*** Opening Records for this exercise ***
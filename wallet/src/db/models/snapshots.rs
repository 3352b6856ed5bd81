use crate::{
    db::enums::Currency,
    schema::{
        brokerage_account_monthly_snapshots, deposit_account_monthly_snapshots,
        fx_monthly_snapshots, metal_holding_monthly_snapshots, real_estate_monthly_snapshots,
    },
};
use bigdecimal::BigDecimal;
use chrono::{DateTime, Utc};
use diesel::{prelude::*, upsert::excluded};
use diesel_async::{AsyncPgConnection, RunQueryDsl};
use serde::{Deserialize, Serialize};
use uuid::Uuid;

#[derive(Clone, Debug, Deserialize, Identifiable, Queryable, Selectable, Serialize)]
#[diesel(table_name = fx_monthly_snapshots)]
pub struct FxMonthlySnapshot {
    pub id: Uuid,
    pub month_key: String,
    pub rates: serde_json::Value,
    pub updated_at: DateTime<Utc>,
}

#[derive(Clone, Debug, Deserialize, Identifiable, Queryable, Selectable, Serialize)]
#[diesel(table_name = deposit_account_monthly_snapshots)]
pub struct DepositAccountMonthlySnapshot {
    pub id: Uuid,
    pub account_id: Uuid,
    pub wallet_id: Uuid,
    pub month_key: String,
    pub currency: Currency,
    pub available: BigDecimal,
    pub updated_at: DateTime<Utc>,
}

#[derive(Clone, Debug, Deserialize, Identifiable, Queryable, Selectable, Serialize)]
#[diesel(table_name = brokerage_account_monthly_snapshots)]
pub struct BrokerageAccountMonthlySnapshot {
    pub id: Uuid,
    pub brokerage_account_id: Uuid,
    pub wallet_id: Uuid,
    pub month_key: String,
    pub currency: Currency,
    pub cash: BigDecimal,
    pub stocks: BigDecimal,
    pub updated_at: DateTime<Utc>,
}

#[derive(Clone, Debug, Deserialize, Identifiable, Queryable, Selectable, Serialize)]
#[diesel(table_name = metal_holding_monthly_snapshots)]
pub struct MetalHoldingMonthlySnapshot {
    pub id: Uuid,
    pub metal_holding_id: Uuid,
    pub wallet_id: Uuid,
    pub month_key: String,
    pub currency: Currency,
    pub value: BigDecimal,
    pub updated_at: DateTime<Utc>,
}

#[derive(Clone, Debug, Deserialize, Identifiable, Queryable, Selectable, Serialize)]
#[diesel(table_name = real_estate_monthly_snapshots)]
pub struct RealEstateMonthlySnapshot {
    pub id: Uuid,
    pub real_estate_id: Uuid,
    pub wallet_id: Uuid,
    pub month_key: String,
    pub currency: Currency,
    pub value: BigDecimal,
    pub updated_at: DateTime<Utc>,
}

/// Re-running a snapshot for the same month must end in the same rows, so
/// every writer here is an upsert on the (entity, month-key) constraint.
pub async fn upsert_fx_snapshot(
    conn: &mut AsyncPgConnection,
    month_key: &str,
    rates: &serde_json::Value,
) -> QueryResult<()> {
    diesel::insert_into(fx_monthly_snapshots::table)
        .values((
            fx_monthly_snapshots::month_key.eq(month_key),
            fx_monthly_snapshots::rates.eq(rates),
        ))
        .on_conflict(fx_monthly_snapshots::month_key)
        .do_update()
        .set((
            fx_monthly_snapshots::rates.eq(excluded(fx_monthly_snapshots::rates)),
            fx_monthly_snapshots::updated_at.eq(diesel::dsl::now),
        ))
        .execute(conn)
        .await?;
    Ok(())
}

pub async fn upsert_deposit_snapshot(
    conn: &mut AsyncPgConnection,
    account_id: Uuid,
    wallet_id: Uuid,
    month_key: &str,
    currency: Currency,
    available: &BigDecimal,
) -> QueryResult<()> {
    use deposit_account_monthly_snapshots as t;
    diesel::insert_into(t::table)
        .values((
            t::account_id.eq(account_id),
            t::wallet_id.eq(wallet_id),
            t::month_key.eq(month_key),
            t::currency.eq(currency),
            t::available.eq(available),
        ))
        .on_conflict((t::account_id, t::month_key))
        .do_update()
        .set((
            t::currency.eq(excluded(t::currency)),
            t::available.eq(excluded(t::available)),
            t::updated_at.eq(diesel::dsl::now),
        ))
        .execute(conn)
        .await?;
    Ok(())
}

pub async fn upsert_brokerage_snapshot(
    conn: &mut AsyncPgConnection,
    brokerage_account_id: Uuid,
    wallet_id: Uuid,
    month_key: &str,
    currency: Currency,
    cash: &BigDecimal,
    stocks: &BigDecimal,
) -> QueryResult<()> {
    use brokerage_account_monthly_snapshots as t;
    diesel::insert_into(t::table)
        .values((
            t::brokerage_account_id.eq(brokerage_account_id),
            t::wallet_id.eq(wallet_id),
            t::month_key.eq(month_key),
            t::currency.eq(currency),
            t::cash.eq(cash),
            t::stocks.eq(stocks),
        ))
        .on_conflict((t::brokerage_account_id, t::month_key, t::currency))
        .do_update()
        .set((
            t::cash.eq(excluded(t::cash)),
            t::stocks.eq(excluded(t::stocks)),
            t::updated_at.eq(diesel::dsl::now),
        ))
        .execute(conn)
        .await?;
    Ok(())
}

pub async fn upsert_metal_snapshot(
    conn: &mut AsyncPgConnection,
    metal_holding_id: Uuid,
    wallet_id: Uuid,
    month_key: &str,
    currency: Currency,
    value: &BigDecimal,
) -> QueryResult<()> {
    use metal_holding_monthly_snapshots as t;
    diesel::insert_into(t::table)
        .values((
            t::metal_holding_id.eq(metal_holding_id),
            t::wallet_id.eq(wallet_id),
            t::month_key.eq(month_key),
            t::currency.eq(currency),
            t::value.eq(value),
        ))
        .on_conflict((t::metal_holding_id, t::month_key))
        .do_update()
        .set((
            t::currency.eq(excluded(t::currency)),
            t::value.eq(excluded(t::value)),
            t::updated_at.eq(diesel::dsl::now),
        ))
        .execute(conn)
        .await?;
    Ok(())
}

pub async fn upsert_real_estate_snapshot(
    conn: &mut AsyncPgConnection,
    real_estate_id: Uuid,
    wallet_id: Uuid,
    month_key: &str,
    currency: Currency,
    value: &BigDecimal,
) -> QueryResult<()> {
    use real_estate_monthly_snapshots as t;
    diesel::insert_into(t::table)
        .values((
            t::real_estate_id.eq(real_estate_id),
            t::wallet_id.eq(wallet_id),
            t::month_key.eq(month_key),
            t::currency.eq(currency),
            t::value.eq(value),
        ))
        .on_conflict((t::real_estate_id, t::month_key))
        .do_update()
        .set((
            t::currency.eq(excluded(t::currency)),
            t::value.eq(excluded(t::value)),
            t::updated_at.eq(diesel::dsl::now),
        ))
        .execute(conn)
        .await?;
    Ok(())
}

pub async fn fx_snapshots_for_months(
    conn: &mut AsyncPgConnection,
    month_keys: &[String],
) -> QueryResult<Vec<FxMonthlySnapshot>> {
    if month_keys.is_empty() {
        return Ok(vec![]);
    }
    fx_monthly_snapshots::table
        .filter(fx_monthly_snapshots::month_key.eq_any(month_keys))
        .select(FxMonthlySnapshot::as_select())
        .load(conn)
        .await
}

macro_rules! monthly_rows_for_wallets {
    ($fn_name:ident, $table:ident, $model:ident) => {
        pub async fn $fn_name(
            conn: &mut AsyncPgConnection,
            wallet_ids: &[Uuid],
            month_keys: &[String],
        ) -> QueryResult<Vec<$model>> {
            if wallet_ids.is_empty() || month_keys.is_empty() {
                return Ok(vec![]);
            }
            $table::table
                .filter($table::wallet_id.eq_any(wallet_ids))
                .filter($table::month_key.eq_any(month_keys))
                .select($model::as_select())
                .load(conn)
                .await
        }
    };
}

monthly_rows_for_wallets!(
    deposit_snapshots_for_months,
    deposit_account_monthly_snapshots,
    DepositAccountMonthlySnapshot
);
monthly_rows_for_wallets!(
    brokerage_snapshots_for_months,
    brokerage_account_monthly_snapshots,
    BrokerageAccountMonthlySnapshot
);
monthly_rows_for_wallets!(
    metal_snapshots_for_months,
    metal_holding_monthly_snapshots,
    MetalHoldingMonthlySnapshot
);
monthly_rows_for_wallets!(
    real_estate_snapshots_for_months,
    real_estate_monthly_snapshots,
    RealEstateMonthlySnapshot
);
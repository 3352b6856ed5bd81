use super::{AppState, AuthUser};
use crate::{
    db::{
        enums::CapitalGainKind,
        models::{deposits::DepositAccount, wallets::Wallet},
    },
    error::WalletError,
    services::ledger::{append_transactions, LedgerRow},
};
use axum::{extract::State, Json};
use bigdecimal::BigDecimal;
use chrono::{DateTime, Utc};
use diesel_async::{scoped_futures::ScopedFutureExt, AsyncConnection};
use serde::{Deserialize, Serialize};
use uuid::Uuid;

#[derive(Debug, Deserialize)]
pub struct TransactionIn {
    pub date: DateTime<Utc>,
    pub amount: BigDecimal,
    pub description: String,
    #[serde(default)]
    pub category: Option<String>,
    #[serde(default)]
    pub amount_after: Option<BigDecimal>,
    #[serde(default)]
    pub capital_gain_kind: Option<CapitalGainKind>,
}

#[derive(Debug, Deserialize)]
pub struct CreateTransactionsRequest {
    pub account_id: Uuid,
    pub transactions: Vec<TransactionIn>,
    #[serde(default)]
    pub verify_amount_after: bool,
}

#[derive(Debug, Serialize)]
pub struct CreateTransactionsOut {
    pub created: usize,
    pub final_balance: BigDecimal,
    pub account_id: Uuid,
}

pub async fn create_transactions(
    State(state): State<AppState>,
    AuthUser(user_id): AuthUser,
    Json(body): Json<CreateTransactionsRequest>,
) -> Result<Json<CreateTransactionsOut>, WalletError> {
    let mut conn = state.pool.get().await.map_err(WalletError::pool)?;

    let account = DepositAccount::find(&mut conn, body.account_id)
        .await?
        .ok_or_else(|| WalletError::Validation("Unknown account_id".to_string()))?;
    Wallet::find_owned(&mut conn, user_id, account.wallet_id)
        .await?
        .ok_or_else(|| WalletError::NotFound("Account not found".to_string()))?;

    let rows: Vec<LedgerRow> = body
        .transactions
        .iter()
        .map(|t| LedgerRow {
            date: t.date,
            amount: t.amount.clone(),
            description: t.description.clone(),
            category: t.category.clone(),
            amount_after: t.amount_after.clone(),
            capital_gain_kind: t.capital_gain_kind,
        })
        .collect();

    let verify = body.verify_amount_after;
    let summary = conn
        .transaction::<_, WalletError, _>(|conn| {
            async move { append_transactions(conn, &account, rows, verify).await }.scope_boxed()
        })
        .await?;

    Ok(Json(CreateTransactionsOut {
        created: summary.created,
        final_balance: summary.final_balance,
        account_id: body.account_id,
    }))
}
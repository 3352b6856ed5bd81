use crate::{
    api::{self, AppState},
    clients::StockClient,
    services::secure::SecretBox,
};
use anyhow::{Context, Result};
use async_trait::async_trait;
use db_common::{new_db_pool, run_pending_migrations};
use diesel_migrations::{embed_migrations, EmbeddedMigrations};
use serde::{Deserialize, Serialize};
use server_framework::RunnableConfig;

pub const MIGRATIONS: EmbeddedMigrations = embed_migrations!();

#[derive(Clone, Debug, Deserialize, Serialize)]
#[serde(deny_unknown_fields)]
pub struct WalletConfig {
    pub database_url: String,
    #[serde(default)]
    pub db_pool_size: Option<u32>,
    pub stock_api_url: String,
    /// Base64-encoded 32-byte key protecting account numbers at rest.
    pub secret_key: String,
    #[serde(default = "default_listen_address")]
    pub api_listen_address: String,
}

fn default_listen_address() -> String {
    "0.0.0.0:8082".to_string()
}

#[async_trait]
impl RunnableConfig for WalletConfig {
    async fn run(&self) -> Result<()> {
        let pool = new_db_pool(&self.database_url, self.db_pool_size).await?;
        run_pending_migrations(&self.database_url, MIGRATIONS).await?;

        let state = AppState {
            pool,
            stock: StockClient::new(&self.stock_api_url)?,
            secrets: SecretBox::new(&self.secret_key).context("Invalid secret_key")?,
        };
        api::serve(state, &self.api_listen_address).await
    }

    fn get_server_name(&self) -> String {
        "wallet".to_string()
    }
}
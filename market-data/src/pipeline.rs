//! Per-market ingestion. One invocation holds the distributed lock for its
//! market key, walks the source rows, upserts instruments and latest quotes
//! row-by-row (each in its own transaction) and write-through caches the
//! result. The cache is advisory; only database failures count as row
//! failures.

use crate::{
    cache::{CachedQuote, IngestLock, QuoteCache, LOCK_TTL_SECS, QUOTE_TTL_SECS},
    db::{
        enums::InstrumentType,
        models::{
            instrument::{Instrument, InstrumentProposal},
            market::Market,
            quote_latest::{QuoteLatest, QuoteLatestInput},
        },
    },
    metrics::{FAILED_ROWS_COUNT, INGESTED_ROWS_COUNT, LOCK_CONTENTION_COUNT},
    normalize::{parse_decimal_locale, parse_int_locale, parse_last_trade_at},
    providers::{ListingRecord, MarketSource, Providers},
};
use anyhow::{bail, Context, Result};
use db_common::ArcDbPool;
use diesel_async::{scoped_futures::ScopedFutureExt, AsyncConnection};
use redis::aio::ConnectionManager;
use std::collections::HashMap;
use tracing::{debug, error, info, warn};

/// Markets whose vendor publishes a symbol map with ISO-6166 codes.
const SYMBOL_MAP_MICS: [&str; 2] = ["XWAR", "XNCO"];

/// Row count guard: a cycle that processes nothing while many rows fail is a
/// source outage, not an empty market.
const MAX_SILENT_FAILURES: u64 = 10;

pub struct IngestContext {
    pub pool: ArcDbPool,
    pub cache: QuoteCache,
    pub redis: ConnectionManager,
    pub providers: Providers,
    pub sources: Vec<MarketSource>,
}

/// Maps a canonical listing row into registry/quote inputs. Rows without a
/// usable symbol or price are skipped by the caller.
fn row_to_inputs(
    record: &ListingRecord,
    provider_tag: &str,
) -> Option<(InstrumentProposal, QuoteLatestInput)> {
    let mut proposal = InstrumentProposal::from_source(
        &record.shortcut,
        record.name.clone(),
        InstrumentType::Equity,
    )?;
    if let Some(isin) = record.isin.as_deref() {
        proposal.enrich_isin(isin);
    }

    let last_price = parse_decimal_locale(record.last.as_deref()?)?;
    let change_pct = parse_decimal_locale(record.change_pct.as_deref().unwrap_or_default())?;
    let volume = record.volume.as_deref().and_then(parse_int_locale);
    let last_trade_at = parse_last_trade_at(record.last_trade_time.as_deref().unwrap_or_default());

    Some((
        proposal,
        QuoteLatestInput {
            last_price,
            change_pct,
            volume,
            last_trade_at,
            provider: Some(provider_tag.to_string()),
        },
    ))
}

/// Ingest the latest quotes for one market key. Returns the number of rows
/// processed; zero when another worker already holds the lock.
pub async fn ingest_market(ctx: &IngestContext, market_key: &str) -> Result<u64> {
    let source = ctx.providers.resolve(&ctx.sources, market_key)?;
    info!(
        market_key = market_key,
        mic = source.mic,
        "Starting market ingestion"
    );

    let market = {
        let mut conn = ctx.pool.get().await.context("Failed to get connection")?;
        match Market::find_by_mic(&mut conn, &source.mic).await? {
            Some(market) => market,
            None => bail!(
                "Market with MIC {} not found; seed markets first",
                source.mic
            ),
        }
    };

    let lock = match IngestLock::acquire(ctx.redis.clone(), market_key, LOCK_TTL_SECS).await? {
        Some(lock) => lock,
        None => {
            LOCK_CONTENTION_COUNT
                .with_label_values(&[market_key])
                .inc();
            return Ok(0);
        },
    };

    let result = ingest_market_locked(ctx, source, &market).await;
    lock.release().await;

    let processed = result?;
    info!(
        market_key = market_key,
        mic = source.mic,
        processed = processed,
        "Market ingestion finished"
    );
    Ok(processed)
}

async fn ingest_market_locked(
    ctx: &IngestContext,
    source: &MarketSource,
    market: &Market,
) -> Result<u64> {
    // ISO-6166 enrichment map, only published for the two vendor venues.
    let symbol_map: HashMap<String, ListingRecord> =
        if SYMBOL_MAP_MICS.contains(&source.mic.as_str()) {
            match ctx.providers.listing().symbol_map(Some(&source.mic)).await {
                Ok(map) => map,
                Err(e) => {
                    warn!(mic = source.mic, error = ?e, "Symbol map unavailable, continuing without ISIN enrichment");
                    HashMap::new()
                },
            }
        } else {
            HashMap::new()
        };

    let rows = ctx.providers.rows(source).await?;

    let mut processed: u64 = 0;
    let mut failed: u64 = 0;
    for record in &rows {
        let Some((mut proposal, quote)) = row_to_inputs(record, &source.market_key) else {
            debug!(symbol = record.shortcut, "Skipping unparseable listing row");
            continue;
        };
        if let Some(map_isin) = symbol_map.get(&proposal.symbol).and_then(|r| r.isin.as_deref()) {
            proposal.enrich_isin(map_isin);
        }

        match upsert_row(ctx, market, &proposal, &quote).await {
            Ok(()) => {
                processed += 1;
                INGESTED_ROWS_COUNT.with_label_values(&[&market.mic]).inc();
            },
            Err(e) => {
                failed += 1;
                FAILED_ROWS_COUNT.with_label_values(&[&market.mic]).inc();
                error!(symbol = proposal.symbol, error = ?e, "Listing row failed");
            },
        }
    }

    if processed == 0 && failed > MAX_SILENT_FAILURES {
        bail!("The update of the quotations failed");
    }
    Ok(processed)
}

/// One source row: resolve the instrument and upsert its quote inside a
/// transaction, then write the cache best-effort.
async fn upsert_row(
    ctx: &IngestContext,
    market: &Market,
    proposal: &InstrumentProposal,
    quote: &QuoteLatestInput,
) -> Result<()> {
    let mut conn = ctx.pool.get().await.context("Failed to get connection")?;
    let (instrument, latest) = conn
        .transaction::<(Instrument, QuoteLatest), diesel::result::Error, _>(|conn| {
            async move {
                let instrument =
                    Instrument::resolve_or_create(conn, market.id, market.currency, proposal)
                        .await?;
                let latest = QuoteLatest::upsert(conn, instrument.id, quote).await?;
                Ok((instrument, latest))
            }
            .scope_boxed()
        })
        .await?;

    ctx.cache
        .hset(
            &format!("latest_quote:{}", market.mic),
            &instrument.symbol,
            &CachedQuote {
                name: Some(instrument.shortname.clone()),
                last_price: latest.last_price.to_string(),
                change_pct: latest.change_pct.to_string(),
                volume: latest.volume,
                last_trade_at: latest.last_trade_at.to_rfc3339(),
            },
            QUOTE_TTL_SECS,
        )
        .await;
    Ok(())
}

/// Alternate table-only path: feed quotes straight from the vendor symbol
/// map. Instruments are not created here; unknown symbols count as failures.
pub async fn ingest_listing_quotes(ctx: &IngestContext, mic: &str) -> Result<u64> {
    if !SYMBOL_MAP_MICS.contains(&mic) {
        bail!("Listing-quote ingestion only supports XWAR and XNCO");
    }

    let market = {
        let mut conn = ctx.pool.get().await.context("Failed to get connection")?;
        match Market::find_by_mic(&mut conn, mic).await? {
            Some(market) => market,
            None => bail!("Market with MIC {mic} not found; seed markets first"),
        }
    };

    let lock = match IngestLock::acquire(ctx.redis.clone(), mic, LOCK_TTL_SECS).await? {
        Some(lock) => lock,
        None => {
            LOCK_CONTENTION_COUNT.with_label_values(&[mic]).inc();
            return Ok(0);
        },
    };

    let result = ingest_listing_quotes_locked(ctx, &market).await;
    lock.release().await;
    result
}

async fn ingest_listing_quotes_locked(ctx: &IngestContext, market: &Market) -> Result<u64> {
    let symbol_map = ctx.providers.listing().symbol_map(Some(&market.mic)).await?;
    info!(
        mic = market.mic,
        entries = symbol_map.len(),
        "Fetched symbol map"
    );

    let mut processed: u64 = 0;
    let mut failed: u64 = 0;
    for (symbol, record) in &symbol_map {
        let Some((_, quote)) = row_to_inputs(record, "listing-table") else {
            debug!(symbol = symbol, "Skipping symbol-map row without a price");
            continue;
        };

        let outcome = async {
            let mut conn = ctx.pool.get().await.context("Failed to get connection")?;
            let existing = conn
                .transaction::<Option<(Instrument, QuoteLatest)>, diesel::result::Error, _>(
                    |conn| {
                        async move {
                            let Some(instrument) =
                                Instrument::find_in_market(conn, market.id, symbol).await?
                            else {
                                return Ok(None);
                            };
                            let latest = QuoteLatest::upsert(conn, instrument.id, &quote).await?;
                            Ok(Some((instrument, latest)))
                        }
                        .scope_boxed()
                    },
                )
                .await?;
            anyhow::Ok(existing)
        }
        .await;

        match outcome {
            Ok(Some((instrument, latest))) => {
                ctx.cache
                    .hset(
                        &format!("latest_quote:{}", market.mic),
                        &instrument.symbol,
                        &CachedQuote {
                            name: Some(instrument.shortname.clone()),
                            last_price: latest.last_price.to_string(),
                            change_pct: latest.change_pct.to_string(),
                            volume: latest.volume,
                            last_trade_at: latest.last_trade_at.to_rfc3339(),
                        },
                        QUOTE_TTL_SECS,
                    )
                    .await;
                processed += 1;
                INGESTED_ROWS_COUNT.with_label_values(&[&market.mic]).inc();
            },
            Ok(None) => {
                warn!(
                    symbol = symbol,
                    mic = market.mic,
                    "Instrument not found, skipping quote"
                );
                failed += 1;
                FAILED_ROWS_COUNT.with_label_values(&[&market.mic]).inc();
            },
            Err(e) => {
                failed += 1;
                FAILED_ROWS_COUNT.with_label_values(&[&market.mic]).inc();
                error!(symbol = symbol, error = ?e, "Symbol-map row failed");
            },
        }
    }

    if processed == 0 && failed > MAX_SILENT_FAILURES {
        bail!("The update of the quotations failed (symbol map)");
    }
    Ok(processed)
}

#[cfg(test)]
mod tests {
    use super::*;
    use crate::normalize::q2_from;

    fn record() -> ListingRecord {
        ListingRecord {
            name: Some("ORLEN".to_string()),
            shortcut: "pkn".to_string(),
            isin: Some("PLPKN0000018".to_string()),
            last: Some("64,52".to_string()),
            change_pct: Some("-1,15".to_string()),
            volume: Some("1 204 511".to_string()),
            last_trade_time: Some("16:45:12".to_string()),
        }
    }

    #[test]
    fn test_row_to_inputs_maps_and_normalizes() {
        let (proposal, quote) = row_to_inputs(&record(), "pl-wse").unwrap();
        assert_eq!(proposal.symbol, "PKN");
        assert_eq!(proposal.isin.as_deref(), Some("PLPKN0000018"));
        assert_eq!(quote.last_price, q2_from(6452, 2));
        assert_eq!(quote.change_pct, q2_from(-115, 2));
        assert_eq!(quote.volume, Some(1_204_511));
        assert_eq!(quote.provider.as_deref(), Some("pl-wse"));
    }

    #[test]
    fn test_row_to_inputs_rejects_missing_price() {
        let mut rec = record();
        rec.last = None;
        assert!(row_to_inputs(&rec, "pl-wse").is_none());
        let mut rec = record();
        rec.last = Some("b/d".to_string());
        assert!(row_to_inputs(&rec, "pl-wse").is_none());
    }

    #[test]
    fn test_row_to_inputs_ignores_bad_isin() {
        let mut rec = record();
        rec.isin = Some("nan".to_string());
        let (proposal, _) = row_to_inputs(&rec, "pl-wse").unwrap();
        assert_eq!(proposal.isin, None);
    }
}
//! Scheduled ingestion. Cron expressions fire the two pipelines; each run is
//! bounded by a hard timeout, warned at a soft limit, and retried with capped
//! exponential backoff plus jitter so a flaky vendor does not synchronize
//! worker retries.

use crate::{metrics::TASK_RETRY_COUNT, pipeline, pipeline::IngestContext};
use anyhow::{Context, Result};
use rand::Rng;
use std::{future::Future, sync::Arc, time::Duration};
use tokio::time::timeout;
use tokio_cron_scheduler::{Job, JobScheduler};
use tracing::{error, info, warn};

pub const HARD_TIME_LIMIT: Duration = Duration::from_secs(60 * 10);
pub const SOFT_TIME_LIMIT: Duration = Duration::from_secs(60 * 9);
const MAX_RETRIES: u32 = 3;
const BACKOFF_CAP_SECS: u64 = 600;

/// Markets served by the browser-rendered provider.
const MAIN_MARKET_KEYS: [&str; 2] = ["pl-wse", "pl-newconnect"];
/// MICs served by the listing-table provider.
const ALT_MICS: [&str; 2] = ["XWAR", "XNCO"];

/// Runs `task` under the time limits, retrying on any error. Backoff after
/// attempt `n` is `min(2^n, cap)` seconds plus up to one second of jitter.
pub async fn run_with_retry<F, Fut>(name: &str, task: F)
where
    F: Fn() -> Fut,
    Fut: Future<Output = Result<u64>>,
{
    for attempt in 0..=MAX_RETRIES {
        let soft_warning = tokio::spawn({
            let name = name.to_string();
            async move {
                tokio::time::sleep(SOFT_TIME_LIMIT).await;
                warn!(task = name, "Task exceeded the soft time limit");
            }
        });

        let outcome = timeout(HARD_TIME_LIMIT, task()).await;
        soft_warning.abort();

        match outcome {
            Ok(Ok(processed)) => {
                info!(task = name, attempt = attempt, processed = processed, "Task finished");
                return;
            },
            Ok(Err(e)) => {
                error!(task = name, attempt = attempt, error = ?e, "Task failed");
            },
            Err(_) => {
                error!(task = name, attempt = attempt, "Task hit the hard time limit");
            },
        }

        if attempt == MAX_RETRIES {
            error!(task = name, "Task exhausted retries");
            return;
        }
        TASK_RETRY_COUNT.with_label_values(&[name]).inc();
        let backoff = (1u64 << attempt).min(BACKOFF_CAP_SECS);
        let jitter_ms = rand::thread_rng().gen_range(0..1000);
        tokio::time::sleep(Duration::from_secs(backoff) + Duration::from_millis(jitter_ms)).await;
    }
}

async fn ingest_main(ctx: Arc<IngestContext>) -> Result<u64> {
    let mut total = 0;
    for market_key in MAIN_MARKET_KEYS {
        total += pipeline::ingest_market(&ctx, market_key).await?;
    }
    Ok(total)
}

async fn ingest_alt(ctx: Arc<IngestContext>) -> Result<u64> {
    let mut total = 0;
    for mic in ALT_MICS {
        total += pipeline::ingest_listing_quotes(&ctx, mic).await?;
    }
    Ok(total)
}

/// Registers both ingestion schedules and starts the scheduler.
pub async fn start_scheduler(
    ctx: Arc<IngestContext>,
    main_schedule: &str,
    alt_schedule: &str,
) -> Result<JobScheduler> {
    let scheduler = JobScheduler::new()
        .await
        .context("Failed to create the job scheduler")?;

    let main_ctx = ctx.clone();
    let main_job = Job::new_async(main_schedule, move |_uuid, _lock| {
        let ctx = main_ctx.clone();
        Box::pin(async move {
            run_with_retry("ingest_quarter_main", || ingest_main(ctx.clone())).await;
        })
    })
    .context("Invalid main ingestion schedule")?;
    scheduler.add(main_job).await?;

    let alt_ctx = ctx.clone();
    let alt_job = Job::new_async(alt_schedule, move |_uuid, _lock| {
        let ctx = alt_ctx.clone();
        Box::pin(async move {
            run_with_retry("ingest_quarter_alt", || ingest_alt(ctx.clone())).await;
        })
    })
    .context("Invalid alt ingestion schedule")?;
    scheduler.add(alt_job).await?;

    scheduler
        .start()
        .await
        .context("Failed to start the job scheduler")?;
    info!(
        main_schedule = main_schedule,
        alt_schedule = alt_schedule,
        "Ingestion scheduler started"
    );
    Ok(scheduler)
}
*** Closing Records for this exercise ***
## Problem requirements
Look above for the line holding "rec.last = None;". Print it and every line after it, exactly, through the line holding "each run is".

## Task solution
        rec.last = None;
        assert!(row_to_inputs(&rec, "pl-wse").is_none());
        let mut rec = record();
        rec.last = Some("b/d".to_string());
        assert!(row_to_inputs(&rec, "pl-wse").is_none());
    }

    #[test]
    fn test_row_to_inputs_ignores_bad_isin() {
        let mut rec = record();
        rec.isin = Some("nan".to_string());
        let (proposal, _) = row_to_inputs(&rec, "pl-wse").unwrap();
        assert_eq!(proposal.isin, None);
    }
}
//! Scheduled ingestion. Cron expressions fire the two pipelines; each run is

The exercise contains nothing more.